## EXERCISE DESCRIPTION
Copying nothing before it, reproduce the line that holds "let rank: i64 = row.get(1)?;" and every line after it in the data, exactly.

-- SUPPLIED ENTRIES follows --

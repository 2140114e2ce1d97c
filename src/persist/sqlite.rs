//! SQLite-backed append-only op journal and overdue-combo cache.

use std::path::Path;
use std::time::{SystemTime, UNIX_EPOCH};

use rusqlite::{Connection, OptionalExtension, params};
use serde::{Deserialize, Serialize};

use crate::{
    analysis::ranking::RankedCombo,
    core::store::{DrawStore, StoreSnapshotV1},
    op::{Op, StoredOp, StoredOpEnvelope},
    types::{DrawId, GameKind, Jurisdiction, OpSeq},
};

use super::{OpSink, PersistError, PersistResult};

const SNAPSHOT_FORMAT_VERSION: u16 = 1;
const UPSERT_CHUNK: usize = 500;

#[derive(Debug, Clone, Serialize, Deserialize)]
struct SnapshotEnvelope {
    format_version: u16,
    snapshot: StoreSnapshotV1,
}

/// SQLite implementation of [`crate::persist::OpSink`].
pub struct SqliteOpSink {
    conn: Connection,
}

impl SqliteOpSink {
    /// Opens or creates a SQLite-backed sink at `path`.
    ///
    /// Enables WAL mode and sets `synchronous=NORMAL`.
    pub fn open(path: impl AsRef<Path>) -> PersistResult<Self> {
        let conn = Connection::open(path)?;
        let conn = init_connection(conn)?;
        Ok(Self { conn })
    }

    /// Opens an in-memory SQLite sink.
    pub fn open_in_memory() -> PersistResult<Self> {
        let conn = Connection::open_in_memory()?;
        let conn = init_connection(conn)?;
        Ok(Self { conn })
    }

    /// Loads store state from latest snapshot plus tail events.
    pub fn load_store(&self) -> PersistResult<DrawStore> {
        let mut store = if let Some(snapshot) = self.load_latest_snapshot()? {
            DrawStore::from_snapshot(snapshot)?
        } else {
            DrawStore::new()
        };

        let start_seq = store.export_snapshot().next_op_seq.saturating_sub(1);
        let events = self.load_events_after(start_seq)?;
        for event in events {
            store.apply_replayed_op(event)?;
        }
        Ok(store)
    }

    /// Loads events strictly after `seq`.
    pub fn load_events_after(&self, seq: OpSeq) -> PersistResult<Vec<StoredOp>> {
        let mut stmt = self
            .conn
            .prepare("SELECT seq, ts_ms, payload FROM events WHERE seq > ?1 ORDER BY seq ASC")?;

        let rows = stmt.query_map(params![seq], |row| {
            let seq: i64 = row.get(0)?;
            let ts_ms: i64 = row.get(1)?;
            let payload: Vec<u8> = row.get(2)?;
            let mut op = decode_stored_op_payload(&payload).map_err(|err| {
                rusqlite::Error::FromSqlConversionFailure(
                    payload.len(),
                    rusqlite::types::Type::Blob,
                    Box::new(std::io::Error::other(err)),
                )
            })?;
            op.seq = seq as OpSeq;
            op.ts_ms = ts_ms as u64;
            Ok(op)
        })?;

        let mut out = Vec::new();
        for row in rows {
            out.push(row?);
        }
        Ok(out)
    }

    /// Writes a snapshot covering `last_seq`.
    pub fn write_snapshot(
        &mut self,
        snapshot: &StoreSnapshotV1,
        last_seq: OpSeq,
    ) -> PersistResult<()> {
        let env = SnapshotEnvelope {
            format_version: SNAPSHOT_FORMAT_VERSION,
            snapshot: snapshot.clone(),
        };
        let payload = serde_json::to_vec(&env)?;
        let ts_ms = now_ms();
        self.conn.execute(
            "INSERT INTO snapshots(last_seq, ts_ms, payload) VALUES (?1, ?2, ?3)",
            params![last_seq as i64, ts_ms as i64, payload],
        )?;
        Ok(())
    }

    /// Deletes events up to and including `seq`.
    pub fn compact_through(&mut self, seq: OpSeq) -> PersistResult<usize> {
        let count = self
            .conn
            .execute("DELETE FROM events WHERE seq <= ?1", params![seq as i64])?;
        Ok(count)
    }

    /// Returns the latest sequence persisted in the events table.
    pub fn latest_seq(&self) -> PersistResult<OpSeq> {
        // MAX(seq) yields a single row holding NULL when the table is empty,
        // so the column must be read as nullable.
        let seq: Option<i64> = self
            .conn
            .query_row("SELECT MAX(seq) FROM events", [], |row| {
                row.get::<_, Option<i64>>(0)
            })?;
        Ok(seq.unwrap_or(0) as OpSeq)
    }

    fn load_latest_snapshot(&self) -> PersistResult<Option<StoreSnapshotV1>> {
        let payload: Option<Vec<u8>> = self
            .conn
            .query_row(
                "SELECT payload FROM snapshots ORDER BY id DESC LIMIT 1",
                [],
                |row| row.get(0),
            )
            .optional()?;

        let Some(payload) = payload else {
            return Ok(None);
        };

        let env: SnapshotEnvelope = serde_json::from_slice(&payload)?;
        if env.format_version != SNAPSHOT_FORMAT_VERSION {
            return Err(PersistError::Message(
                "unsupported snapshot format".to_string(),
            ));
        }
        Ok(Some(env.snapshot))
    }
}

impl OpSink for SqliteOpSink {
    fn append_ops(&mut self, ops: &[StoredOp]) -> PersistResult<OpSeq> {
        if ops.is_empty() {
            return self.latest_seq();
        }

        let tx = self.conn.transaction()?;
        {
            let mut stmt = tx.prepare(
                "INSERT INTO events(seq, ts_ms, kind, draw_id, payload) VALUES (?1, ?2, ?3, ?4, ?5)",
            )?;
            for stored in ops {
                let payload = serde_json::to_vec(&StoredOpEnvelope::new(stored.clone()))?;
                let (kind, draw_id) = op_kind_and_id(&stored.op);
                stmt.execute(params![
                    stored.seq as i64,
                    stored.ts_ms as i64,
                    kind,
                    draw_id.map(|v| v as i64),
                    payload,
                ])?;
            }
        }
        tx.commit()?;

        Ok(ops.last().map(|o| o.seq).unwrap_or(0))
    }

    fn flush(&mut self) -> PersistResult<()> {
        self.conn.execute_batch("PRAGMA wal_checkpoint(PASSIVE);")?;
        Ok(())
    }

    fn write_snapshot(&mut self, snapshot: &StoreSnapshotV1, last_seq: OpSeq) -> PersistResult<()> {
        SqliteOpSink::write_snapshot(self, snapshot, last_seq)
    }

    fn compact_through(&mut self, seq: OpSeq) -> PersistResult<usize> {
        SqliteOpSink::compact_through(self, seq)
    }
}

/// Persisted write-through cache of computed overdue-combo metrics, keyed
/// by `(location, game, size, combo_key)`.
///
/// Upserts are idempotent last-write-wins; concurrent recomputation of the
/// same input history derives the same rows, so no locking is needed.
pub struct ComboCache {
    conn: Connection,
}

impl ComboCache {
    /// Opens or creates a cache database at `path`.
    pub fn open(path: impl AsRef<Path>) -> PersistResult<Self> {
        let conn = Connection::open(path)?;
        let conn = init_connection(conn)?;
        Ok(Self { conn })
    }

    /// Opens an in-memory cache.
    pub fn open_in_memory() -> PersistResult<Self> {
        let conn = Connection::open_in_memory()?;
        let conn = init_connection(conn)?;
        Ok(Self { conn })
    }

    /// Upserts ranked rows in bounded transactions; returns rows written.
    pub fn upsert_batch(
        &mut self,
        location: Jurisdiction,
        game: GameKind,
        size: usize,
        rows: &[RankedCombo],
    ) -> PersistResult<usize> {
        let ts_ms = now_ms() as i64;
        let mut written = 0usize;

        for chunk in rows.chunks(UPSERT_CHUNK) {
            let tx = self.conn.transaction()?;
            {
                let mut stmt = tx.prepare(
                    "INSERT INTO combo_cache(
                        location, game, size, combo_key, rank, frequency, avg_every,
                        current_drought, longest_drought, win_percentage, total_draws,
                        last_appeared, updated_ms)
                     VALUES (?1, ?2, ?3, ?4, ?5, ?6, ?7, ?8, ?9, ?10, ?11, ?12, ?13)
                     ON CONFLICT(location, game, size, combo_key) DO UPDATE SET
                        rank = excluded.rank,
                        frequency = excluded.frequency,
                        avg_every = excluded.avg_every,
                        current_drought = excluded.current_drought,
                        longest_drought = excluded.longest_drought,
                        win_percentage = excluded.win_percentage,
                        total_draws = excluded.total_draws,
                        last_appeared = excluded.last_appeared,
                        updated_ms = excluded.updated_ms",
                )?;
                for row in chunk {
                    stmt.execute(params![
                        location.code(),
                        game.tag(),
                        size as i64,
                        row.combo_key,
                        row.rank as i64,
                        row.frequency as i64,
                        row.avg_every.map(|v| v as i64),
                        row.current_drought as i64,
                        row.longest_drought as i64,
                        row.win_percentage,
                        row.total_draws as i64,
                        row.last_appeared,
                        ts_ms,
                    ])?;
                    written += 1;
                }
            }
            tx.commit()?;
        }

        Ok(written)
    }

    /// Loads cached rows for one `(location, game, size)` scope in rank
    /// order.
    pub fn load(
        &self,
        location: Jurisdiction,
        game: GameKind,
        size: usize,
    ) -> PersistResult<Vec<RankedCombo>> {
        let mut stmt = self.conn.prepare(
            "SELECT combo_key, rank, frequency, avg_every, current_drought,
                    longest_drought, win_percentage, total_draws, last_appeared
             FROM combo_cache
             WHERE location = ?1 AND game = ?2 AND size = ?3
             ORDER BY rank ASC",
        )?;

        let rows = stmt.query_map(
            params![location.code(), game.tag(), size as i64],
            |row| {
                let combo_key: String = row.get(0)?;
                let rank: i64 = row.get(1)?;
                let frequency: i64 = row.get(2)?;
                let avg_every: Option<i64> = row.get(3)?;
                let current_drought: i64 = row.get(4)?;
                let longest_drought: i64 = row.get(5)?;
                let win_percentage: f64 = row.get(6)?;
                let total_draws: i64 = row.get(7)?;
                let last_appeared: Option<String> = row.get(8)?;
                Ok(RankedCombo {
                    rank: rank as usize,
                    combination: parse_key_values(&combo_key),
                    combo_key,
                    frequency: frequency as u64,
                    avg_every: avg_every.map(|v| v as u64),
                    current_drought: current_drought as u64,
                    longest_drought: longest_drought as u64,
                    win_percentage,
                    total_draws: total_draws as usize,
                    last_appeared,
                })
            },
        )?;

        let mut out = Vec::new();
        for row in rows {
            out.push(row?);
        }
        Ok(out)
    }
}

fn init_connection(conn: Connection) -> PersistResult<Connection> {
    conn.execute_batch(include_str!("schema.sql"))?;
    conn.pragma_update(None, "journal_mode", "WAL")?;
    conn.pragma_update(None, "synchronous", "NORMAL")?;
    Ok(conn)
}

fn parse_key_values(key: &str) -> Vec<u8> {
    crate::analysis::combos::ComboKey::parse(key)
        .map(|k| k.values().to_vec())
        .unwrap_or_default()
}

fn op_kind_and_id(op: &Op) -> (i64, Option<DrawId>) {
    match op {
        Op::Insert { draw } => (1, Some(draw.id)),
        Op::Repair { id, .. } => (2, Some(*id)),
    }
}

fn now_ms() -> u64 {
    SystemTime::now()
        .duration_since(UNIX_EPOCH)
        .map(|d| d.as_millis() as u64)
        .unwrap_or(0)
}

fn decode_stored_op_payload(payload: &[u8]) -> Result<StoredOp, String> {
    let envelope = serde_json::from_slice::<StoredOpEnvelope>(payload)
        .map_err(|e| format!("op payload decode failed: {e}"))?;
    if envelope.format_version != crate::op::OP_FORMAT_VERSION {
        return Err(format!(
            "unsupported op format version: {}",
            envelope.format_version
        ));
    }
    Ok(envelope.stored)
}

-- SUPPLIED ENTRIES concluded --

## ANSWER BELOW
                let rank: i64 = row.get(1)?;
                let frequency: i64 = row.get(2)?;
                let avg_every: Option<i64> = row.get(3)?;
                let current_drought: i64 = row.get(4)?;
                let longest_drought: i64 = row.get(5)?;
                let win_percentage: f64 = row.get(6)?;
                let total_draws: i64 = row.get(7)?;
                let last_appeared: Option<String> = row.get(8)?;
                Ok(RankedCombo {
                    rank: rank as usize,
                    combination: parse_key_values(&combo_key),
                    combo_key,
                    frequency: frequency as u64,
                    avg_every: avg_every.map(|v| v as u64),
                    current_drought: current_drought as u64,
                    longest_drought: longest_drought as u64,
                    win_percentage,
                    total_draws: total_draws as usize,
                    last_appeared,
                })
            },
        )?;

        let mut out = Vec::new();
        for row in rows {
            out.push(row?);
        }
        Ok(out)
    }
}

fn init_connection(conn: Connection) -> PersistResult<Connection> {
    conn.execute_batch(include_str!("schema.sql"))?;
    conn.pragma_update(None, "journal_mode", "WAL")?;
    conn.pragma_update(None, "synchronous", "NORMAL")?;
    Ok(conn)
}

fn parse_key_values(key: &str) -> Vec<u8> {
    crate::analysis::combos::ComboKey::parse(key)
        .map(|k| k.values().to_vec())
        .unwrap_or_default()
}

fn op_kind_and_id(op: &Op) -> (i64, Option<DrawId>) {
    match op {
        Op::Insert { draw } => (1, Some(draw.id)),
        Op::Repair { id, .. } => (2, Some(*id)),
    }
}

fn now_ms() -> u64 {
    SystemTime::now()
        .duration_since(UNIX_EPOCH)
        .map(|d| d.as_millis() as u64)
        .unwrap_or(0)
}

fn decode_stored_op_payload(payload: &[u8]) -> Result<StoredOp, String> {
    let envelope = serde_json::from_slice::<StoredOpEnvelope>(payload)
        .map_err(|e| format!("op payload decode failed: {e}"))?;
    if envelope.format_version != crate::op::OP_FORMAT_VERSION {
        return Err(format!(
            "unsupported op format version: {}",
            envelope.format_version
        ));
    }
    Ok(envelope.stored)
}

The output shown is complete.